Independent data obtained from the Animal and Plant Health Agency (APHA) at Weybridge and Austria’s QGV poultry quality association reinforced the point closer to home. Flock counts covering Great Britain between 2017 and 2023, and Austria between 2014 and 2024, both showed a clear peak in SE/ST-positive flocks in the 61–70 week age band, with 57% of GB-positive flocks and 58% of Austrian-positive flocks aged 61 weeks or older at the point of detection. Only around 28–29% of positive flocks were found before 40 weeks.

SE and ST positive laying hens - GB data



Mueller-Doblies linked this directly to the industry’s shift towards longer laying cycles — a trend affecting brown and white genetics alike.
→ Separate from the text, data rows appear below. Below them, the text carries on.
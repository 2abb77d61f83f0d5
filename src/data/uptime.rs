//! Uptime aggregation over a retention window.
//!
//! The percentage is the share of time, from the earliest retained event
//! until now, that an entity spent `up`. Each `up` event counts as up until
//! the next event (or until now for the most recent one).

use serde::Serialize;

use homewatch_types::{Availability, StatusEvent, TimestampMs};

use super::health::HealthStatus;

/// Placeholder rendered when a value is unknown.
pub const UNKNOWN: &str = "—";

/// Derived uptime figures for one entity. Never persisted.
#[derive(Debug, Clone, PartialEq, Serialize)]
#[serde(rename_all = "camelCase")]
pub struct UptimeSummary {
    pub entity_id: String,
    /// Always within `[0, 100]`.
    pub percent: f64,
    #[serde(skip_serializing_if = "Option::is_none")]
    pub last_up: Option<TimestampMs>,
    #[serde(skip_serializing_if = "Option::is_none")]
    pub last_down: Option<TimestampMs>,
}

impl UptimeSummary {
    /// Summarize a time-ordered event slice as of `now`.
    ///
    /// An empty slice is 100% with no last-up/last-down. When no time has
    /// elapsed since the first event, the result is 100 if the latest event
    /// is `up` and 0 otherwise.
    pub fn summarize(entity_id: &str, events: &[StatusEvent], now: TimestampMs) -> Self {
        let mut summary = Self {
            entity_id: entity_id.to_string(),
            percent: 100.0,
            last_up: None,
            last_down: None,
        };

        let (Some(first), Some(last)) = (events.first(), events.last()) else {
            return summary;
        };

        let mut up_ms: u64 = 0;
        for (i, event) in events.iter().enumerate() {
            match event.status {
                Availability::Up => {
                    let end = events.get(i + 1).map_or(now, |next| next.timestamp);
                    up_ms += end.saturating_sub(event.timestamp);
                    summary.last_up = Some(event.timestamp);
                }
                Availability::Down => summary.last_down = Some(event.timestamp),
            }
        }

        let total = now.saturating_sub(first.timestamp);
        let percent = if total == 0 {
            if last.status.is_up() {
                100.0
            } else {
                0.0
            }
        } else {
            up_ms as f64 / total as f64 * 100.0
        };

        summary.percent = if percent.is_nan() {
            0.0
        } else {
            percent.clamp(0.0, 100.0)
        };
        summary
    }

    pub fn grade(&self) -> HealthStatus {
        HealthStatus::from_uptime(self.percent)
    }

    /// Two-decimal percentage label, e.g. `99.50%`.
    pub fn percent_label(&self) -> String {
        format!("{:.2}%", self.percent)
    }
}

/// Percentage label for an optional summary, dash when unknown.
pub fn format_percent(summary: Option<&UptimeSummary>) -> String {
    summary.map_or_else(|| UNKNOWN.to_string(), UptimeSummary::percent_label)
}
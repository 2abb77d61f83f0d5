//! Status events recorded in the uptime ledger.

use crate::TimestampMs;

/// Availability of an entity at the moment an event was recorded.
#[derive(Debug, Clone, Copy, PartialEq, Eq, Hash)]
#[cfg_attr(feature = "serde", derive(serde::Serialize, serde::Deserialize))]
#[cfg_attr(feature = "serde", serde(rename_all = "lowercase"))]
pub enum Availability {
    Up,
    Down,
}

impl Availability {
    pub fn is_up(&self) -> bool {
        matches!(self, Availability::Up)
    }
}

impl From<crate::RunStatus> for Availability {
    fn from(status: crate::RunStatus) -> Self {
        if status.is_running() {
            Availability::Up
        } else {
            Availability::Down
        }
    }
}

/// One observation of an entity's availability.
///
/// The persisted form is `{"entityId": "...", "timestamp": 1700000000000, "status": "up"}`.
#[derive(Debug, Clone, PartialEq, Eq)]
#[cfg_attr(feature = "serde", derive(serde::Serialize, serde::Deserialize))]
#[cfg_attr(feature = "serde", serde(rename_all = "camelCase"))]
pub struct StatusEvent {
    pub entity_id: String,
    pub timestamp: TimestampMs,
    pub status: Availability,
}

impl StatusEvent {
    pub fn new(entity_id: impl Into<String>, timestamp: TimestampMs, status: Availability) -> Self {
        Self {
            entity_id: entity_id.into(),
            timestamp,
            status,
        }
    }

    pub fn up(entity_id: impl Into<String>, timestamp: TimestampMs) -> Self {
        Self::new(entity_id, timestamp, Availability::Up)
    }

    pub fn down(entity_id: impl Into<String>, timestamp: TimestampMs) -> Self {
        Self::new(entity_id, timestamp, Availability::Down)
    }
}

#[cfg(test)]
mod tests {
    use super::*;
    use crate::RunStatus;

    #[test]
    fn test_availability_from_run_status() {
        assert_eq!(Availability::from(RunStatus::Running), Availability::Up);
        assert_eq!(Availability::from(RunStatus::Stopped), Availability::Down);
    }

    #[cfg(feature = "serde")]
    #[test]
    fn test_persisted_shape() {
        let event = StatusEvent::up("web", 1_700_000_000_000);
        let json = serde_json::to_string(&event).unwrap();
        assert_eq!(
            json,
            r#"{"entityId":"web","timestamp":1700000000000,"status":"up"}"#
        );
    }

    #[cfg(feature = "serde")]
    #[test]
    fn test_rejects_unknown_status() {
        let json = r#"{"entityId":"web","timestamp":1,"status":"sideways"}"#;
        assert!(serde_json::from_str::<StatusEvent>(json).is_err());
    }
}
//! Bounded metric history for trend charts.

use std::collections::VecDeque;
use std::fmt::Write as _;

use serde::Deserialize;

use homewatch_types::{MetricKind, SystemMetrics};

/// Default number of samples kept per metric.
pub const DEFAULT_CAPACITY: usize = 20;

/// Chart area that [`RingBuffer::points`] maps samples onto.
#[derive(Debug, Clone, Copy, PartialEq, Deserialize)]
#[serde(default)]
pub struct ChartExtent {
    pub width: f64,
    pub height: f64,
}

impl Default for ChartExtent {
    fn default() -> Self {
        Self {
            width: 200.0,
            height: 50.0,
        }
    }
}

/// Fixed-capacity sample series. Pushing onto a full buffer evicts the
/// oldest sample.
#[derive(Debug, Clone)]
pub struct RingBuffer {
    values: VecDeque<f64>,
    capacity: usize,
}

impl RingBuffer {
    /// A capacity of zero is raised to one.
    pub fn new(capacity: usize) -> Self {
        let capacity = capacity.max(1);
        Self {
            values: VecDeque::with_capacity(capacity),
            capacity,
        }
    }

    pub fn push(&mut self, value: f64) {
        if self.values.len() == self.capacity {
            self.values.pop_front();
        }
        self.values.push_back(value);
    }

    pub fn len(&self) -> usize {
        self.values.len()
    }

    pub fn is_empty(&self) -> bool {
        self.values.is_empty()
    }

    pub fn capacity(&self) -> usize {
        self.capacity
    }

    /// Oldest first.
    pub fn iter(&self) -> impl Iterator<Item = f64> + '_ {
        self.values.iter().copied()
    }

    pub fn latest(&self) -> Option<f64> {
        self.values.back().copied()
    }

    /// Chart coordinates for the stored samples.
    ///
    /// `x` spreads samples evenly across `extent.width` (0 when there are
    /// fewer than two); `y` is the value clamped to `[0, 100]` and inverted
    /// so 100% sits at the top. An empty buffer yields a single point on the
    /// baseline.
    pub fn points(&self, extent: ChartExtent) -> Points<'_> {
        Points {
            values: &self.values,
            extent,
            index: 0,
            end: self.values.len().max(1),
        }
    }
}

impl Default for RingBuffer {
    fn default() -> Self {
        Self::new(DEFAULT_CAPACITY)
    }
}

/// Lazy iterator over `(x, y)` chart points. Clone it to restart.
#[derive(Debug, Clone)]
pub struct Points<'a> {
    values: &'a VecDeque<f64>,
    extent: ChartExtent,
    index: usize,
    end: usize,
}

impl Iterator for Points<'_> {
    type Item = (f64, f64);

    fn next(&mut self) -> Option<Self::Item> {
        if self.index >= self.end {
            return None;
        }
        let i = self.index;
        self.index += 1;

        let len = self.values.len();
        let x = if len <= 1 {
            0.0
        } else {
            i as f64 * self.extent.width / (len - 1) as f64
        };
        let value = self.values.get(i).copied().unwrap_or(0.0);
        let value = if value.is_nan() { 0.0 } else { value.clamp(0.0, 100.0) };
        let y = self.extent.height - value / 100.0 * self.extent.height;
        Some((x, y))
    }

    fn size_hint(&self) -> (usize, Option<usize>) {
        let remaining = self.end - self.index;
        (remaining, Some(remaining))
    }
}

impl ExactSizeIterator for Points<'_> {}

/// Render points as an SVG polyline `points` attribute: `"0,40 100,30"`.
pub fn polyline(points: impl Iterator<Item = (f64, f64)>) -> String {
    let mut out = String::new();
    for (i, (x, y)) in points.enumerate() {
        if i > 0 {
            out.push(' ');
        }
        let _ = write!(out, "{},{}", x, y);
    }
    out
}

/// One ring buffer per host metric.
#[derive(Debug, Clone)]
pub struct History {
    memory: RingBuffer,
    disk: RingBuffer,
    cpu: RingBuffer,
}

impl Default for History {
    fn default() -> Self {
        Self::new(DEFAULT_CAPACITY)
    }
}

impl History {
    pub fn new(capacity: usize) -> Self {
        Self {
            memory: RingBuffer::new(capacity),
            disk: RingBuffer::new(capacity),
            cpu: RingBuffer::new(capacity),
        }
    }

    /// Append one sample to every series.
    pub fn record(&mut self, metrics: &SystemMetrics) {
        for kind in MetricKind::ALL {
            self.buffer_mut(kind).push(metrics.get(kind));
        }
    }

    pub fn buffer(&self, kind: MetricKind) -> &RingBuffer {
        match kind {
            MetricKind::Memory => &self.memory,
            MetricKind::Disk => &self.disk,
            MetricKind::Cpu => &self.cpu,
        }
    }

    fn buffer_mut(&mut self, kind: MetricKind) -> &mut RingBuffer {
        match kind {
            MetricKind::Memory => &mut self.memory,
            MetricKind::Disk => &mut self.disk,
            MetricKind::Cpu => &mut self.cpu,
        }
    }

    pub fn points(&self, kind: MetricKind, extent: ChartExtent) -> Points<'_> {
        self.buffer(kind).points(extent)
    }
}

#[cfg(test)]
mod tests {
    use super::*;

    #[test]
    fn test_ring_buffer_evicts_oldest() {
        let mut buf = RingBuffer::new(20);
        for v in 0..25 {
            buf.push(v as f64);
        }
        assert_eq!(buf.len(), 20);
        let values: Vec<f64> = buf.iter().collect();
        let expected: Vec<f64> = (5..25).map(|v| v as f64).collect();
        assert_eq!(values, expected);
        assert_eq!(buf.latest(), Some(24.0));
    }

    #[test]
    fn test_ring_buffer_never_exceeds_capacity() {
        let mut buf = RingBuffer::default();
        assert_eq!(buf.capacity(), DEFAULT_CAPACITY);
        for k in 0..100 {
            buf.push(k as f64);
            assert!(buf.len() <= buf.capacity());
        }
    }

    #[test]
    fn test_points_three_samples() {
        let mut buf = RingBuffer::default();
        for v in [10.0, 20.0, 30.0] {
            buf.push(v);
        }
        let points: Vec<_> = buf.points(ChartExtent::default()).collect();
        assert_eq!(points, vec![(0.0, 45.0), (100.0, 40.0), (200.0, 35.0)]);
    }

    #[test]
    fn test_points_degenerate_inputs() {
        let extent = ChartExtent::default();

        let empty = RingBuffer::default();
        assert_eq!(empty.points(extent).collect::<Vec<_>>(), vec![(0.0, 50.0)]);

        let mut one = RingBuffer::default();
        one.push(50.0);
        assert_eq!(one.points(extent).collect::<Vec<_>>(), vec![(0.0, 25.0)]);
    }

    #[test]
    fn test_points_clamped() {
        let mut buf = RingBuffer::default();
        buf.push(-10.0);
        buf.push(150.0);
        let points: Vec<_> = buf.points(ChartExtent::default()).collect();
        assert_eq!(points, vec![(0.0, 50.0), (200.0, 0.0)]);
    }

    #[test]
    fn test_points_restartable() {
        let mut buf = RingBuffer::default();
        buf.push(10.0);
        buf.push(90.0);
        let points = buf.points(ChartExtent::default());
        assert_eq!(points.len(), 2);
        let first: Vec<_> = points.clone().collect();
        let second: Vec<_> = points.collect();
        assert_eq!(first, second);
    }

    #[test]
    fn test_history_records_each_kind() {
        let mut history = History::new(3);
        for i in 0..5 {
            history.record(&SystemMetrics::new(i as f64, 50.0, 100.0 - i as f64));
        }
        assert_eq!(history.buffer(MetricKind::Memory).iter().collect::<Vec<_>>(), vec![2.0, 3.0, 4.0]);
        assert_eq!(history.buffer(MetricKind::Disk).latest(), Some(50.0));
        assert_eq!(history.buffer(MetricKind::Cpu).latest(), Some(96.0));
    }

    #[test]
    fn test_polyline() {
        let mut buf = RingBuffer::default();
        buf.push(0.0);
        buf.push(100.0);
        assert_eq!(polyline(buf.points(ChartExtent::default())), "0,50 200,0");
    }
}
ISA/Hendrix-Genetics performance data presented at the conference showed eggs per hen at 75 weeks rising from 250 (white) and 239 (brown) in 1970 to 346 (white) and 343 (brown) by 2015, with hens now commonly kept to 90 weeks and beyond as production at 75 weeks has climbed from around 60% to over 80% for white birds and from 55% to 79% for brown. Feed conversion has also improved steadily across the same period, from 3.03 to 2.09 in white birds and 3.46 to 2.19 in brown, while liveability has risen from 90% to 94% in both types – all factors, she said, making it economically attractive to keep a flock in production for longer. "The laying hens have been living longer," she said. "That means immunity against Salmonella is waning."

Mueller-Doblies closed with a candid assessment of the limitations in current European surveillance. While EFSA and ECDC produce a detailed joint zoonoses report each year, and member states are required to report the number of flocks tested and found positive for SE, ST and Salmonella spp., she said the system does not currently capture the age of flocks when they turn positive, their housing system, breed, or their position in the breeding pyramid – data she argued would be invaluable in understanding exactly what is driving the European increase. "If I would have an impact, I would definitely try to influence people in Brussels," she said. "We need to collect more and better data."

Her summary slide left producers with a clear message: the UK’s achievement is impressive thanks to the Lion Code, and its position relative to the rest of Europe genuinely enviable — but continued vigilance, and better protection of flocks through the full, now-extended, length of the laying cycle, will be essential if that advantage is to hold.